A sole proprietorship can operate under the name of its owner or it can elect to do business under a fictitious name. The fictitious name is simply a trade name and does not create a legal entity separate from the sole proprietor owner.
Income from the business is included on the owner’s personal income tax return, U.S. Individual Income Tax Return (IRS Form 1040). The profits and losses of the business are recorded and attached to the Form 1040 on Profit or Loss From Business (Schedule C); Supplemental Income or Loss (Schedule E); or Profit or Loss From Farming (Schedule F).
The owner’s adjusted gross income on Form 1040 is used as net income for ability to pay purposes; however, there are no tax forms that list the business’s current assets and liabilities. When determining a petitioner’s ability to pay the proffered wage, USCIS also considers a sole proprietor’s liquefiable personal assets as well as household expenses and other personal liabilities (such as rent, car payments, and child care expenses).
A partnership is the relationship between two or more persons or entities who join to carry on a trade or business. Each person or entity contributes to the partnership something of value (for example, money, property, labor, or skill) and expects to share in the profits and losses of the business.
A partnership is created automatically when two or more persons or entities engage in a business enterprise for profit whether or not the persons or entities intend to form a partnership. Partners seeking increased accountability, however, may opt to have their arrangement memorialized in a partnership agreement. The following subsections provide an overview of the most common forms of partnerships. The type of partnership is identified at Schedule B, Line 1 of U.S. Return of Partnership Income (IRS Form 1065).
1. General Partnership
A general partnership is the simplest form of partnership, and as such, general partnerships are simply called partnerships. In a general partnership, all partners or owners may equally share responsibilities and liabilities.
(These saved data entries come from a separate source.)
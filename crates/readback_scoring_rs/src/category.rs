use serde::{Deserialize, Serialize};
use strum::{Display, IntoStaticStr};

/// Coarse grouping of a score for presentation.
///
/// Thresholds differ from [`crate::FeedbackBand`] on purpose; the two answer
/// different questions.
#[derive(Debug, Clone, Copy, PartialEq, Eq, Deserialize, Serialize, Display, IntoStaticStr)]
#[serde(rename_all = "kebab-case")]
#[strum(serialize_all = "kebab-case")]
pub enum ScoreCategory {
    Excellent,
    Good,
    NeedsWork,
}

impl ScoreCategory {
    pub fn from_score(score: u32) -> Self {
        match score {
            80.. => ScoreCategory::Excellent,
            60.. => ScoreCategory::Good,
            _ => ScoreCategory::NeedsWork,
        }
    }
}

/// Style class name for a score: `excellent`, `good` or `needs-work`.
pub fn get_score_category(score: u32) -> &'static str {
    ScoreCategory::from_score(score).into()
}

#[cfg(test)]
mod tests {
    use super::*;

    #[test]
    fn test_categories() {
        assert_eq!(get_score_category(85), "excellent");
        assert_eq!(get_score_category(65), "good");
        assert_eq!(get_score_category(40), "needs-work");
    }

    #[test]
    fn test_boundaries() {
        assert_eq!(ScoreCategory::from_score(100), ScoreCategory::Excellent);
        assert_eq!(ScoreCategory::from_score(80), ScoreCategory::Excellent);
        assert_eq!(ScoreCategory::from_score(79), ScoreCategory::Good);
        assert_eq!(ScoreCategory::from_score(60), ScoreCategory::Good);
        assert_eq!(ScoreCategory::from_score(59), ScoreCategory::NeedsWork);
        assert_eq!(ScoreCategory::from_score(0), ScoreCategory::NeedsWork);
    }

    #[test]
    fn test_display_matches_class_name() {
        assert_eq!(ScoreCategory::NeedsWork.to_string(), "needs-work");
    }
}
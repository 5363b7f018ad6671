use super::Scenario;

/// Put the trainee's own callsign into a scenario.
///
/// The ATC call is addressed to `callsign`, the reference read-back ends with
/// it, and its words become expected keywords. A blank callsign leaves the
/// scenario as it is.
pub fn merge_callsign(scenario: &Scenario, callsign: &str) -> Scenario {
    let callsign = callsign.trim();
    if callsign.is_empty() {
        return scenario.clone();
    }

    let atc_call = match scenario.atc_call.find(',') {
        Some(first_comma) => format!("{callsign}{}", &scenario.atc_call[first_comma..]),
        None => format!("{callsign}, {}", scenario.atc_call),
    };

    let perfect_response = if scenario.perfect_response.is_empty() {
        String::new()
    } else {
        match scenario.perfect_response.rfind(',') {
            Some(last_comma) => {
                format!("{} {callsign}", &scenario.perfect_response[..=last_comma])
            }
            None => format!("{}, {callsign}", scenario.perfect_response),
        }
    };

    let callsign_words = callsign.to_lowercase();
    let mut expected_keywords: Vec<String> = Vec::with_capacity(scenario.expected_keywords.len() + 2);
    for keyword in scenario
        .expected_keywords
        .iter()
        .map(String::as_str)
        .chain(callsign_words.split_whitespace())
    {
        if !expected_keywords.iter().any(|k| k == keyword) {
            expected_keywords.push(keyword.to_owned());
        }
    }

    Scenario {
        atc_call,
        expected_keywords,
        perfect_response,
        ..scenario.clone()
    }
}
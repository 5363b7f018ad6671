use thiserror::Error;
#[derive(Error, Debug)]
pub enum Error {
    #[error("Std Io Error!")]
    StdIo(#[from] std::io::Error),
    #[error("Ron deserialization failed!")]
    RonDeserialize(#[from] ron::error::SpannedError),
    #[error("Duplicate scenario id: {}",.0)]
    DuplicateScenarioId(u32),
    #[error("Scenario {} has no expected keywords",.0)]
    NoExpectedKeywords(u32),
    #[error("Unknown scenario id: {}",.0)]
    UnknownScenario(u32),
    #[error("Scenario catalog is empty!")]
    EmptyCatalog,
}
use aviation_helper_rs::phonetics;
use log::trace;

use crate::normalize::normalize_text;

/// Whether `keyword` counts as spoken in `transcript`.
///
/// Both sides are normalized first. A keyword is present when it occurs as a
/// substring of the transcript, or when it is a spelling/number word whose
/// symbol occurs in the transcript, or a symbol whose spoken word occurs.
/// Keywords are checked independently; matched spans are not consumed.
pub fn keyword_exists(keyword: &str, transcript: &str) -> bool {
    let keyword = normalize_text(keyword);
    let transcript = normalize_text(transcript);
    normalized_keyword_exists(&keyword, &transcript)
}

pub(crate) fn normalized_keyword_exists(keyword: &str, transcript: &str) -> bool {
    if transcript.contains(keyword) {
        return true;
    }

    if let Some(symbol) = phonetics::symbol_for(keyword) {
        if transcript.contains(symbol) {
            trace!("'{keyword}' matched by symbol '{symbol}'");
            return true;
        }
    }

    if let Some(word) = phonetics::words_for(keyword).find(|word| transcript.contains(word)) {
        trace!("'{keyword}' matched by spoken word '{word}'");
        return true;
    }

    false
}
A general partnership has the following characteristics:
- A general partnership is created through an express or implied agreement;
- A general partnership has two or more partners; and
- The owners or partners, which may be other types of entities (such as a corporation or limited liability company), are all liable for all legal actions and debts the company faces.
2. Limited Partnership
A limited partnership is very similar to a general partnership, except that the partnership is partially owned by one or more limited partners and is managed exclusively by its general partner(s).
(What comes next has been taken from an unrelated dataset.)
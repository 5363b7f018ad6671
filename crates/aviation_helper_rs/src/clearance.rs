pub mod airlines;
A limited partnership must have at least one general partner. The general partner, often another type of entity (typically a corporation or limited liability company), has management powers, the right to use partnership property, and is personally liable for the debts of the partnership.
Conversely, limited partners do not participate in the management of the business and are generally liable for the partnership’s debts only to the extent of their contributed investment. Limited partnerships permit a person to invest in a partnership while limiting their liability and involvement in its management. In general, a formal written agreement is required to create a limited partnership.
3. Limited Liability Partnership
In a limited liability partnership (LLP), all partners have limited liability similar to that of limited partners in a limited partnership, but without the limitations on control over the company. Some states limit usage of LLPs to certain professions (for example, lawyers).
4. Limited Liability Limited Partnership
A limited liability limited partnership (LLLP) is a modification of the limited partnership. Similar to a limited partnership, the LLLP consists of one or more general partners and one or more limited partners.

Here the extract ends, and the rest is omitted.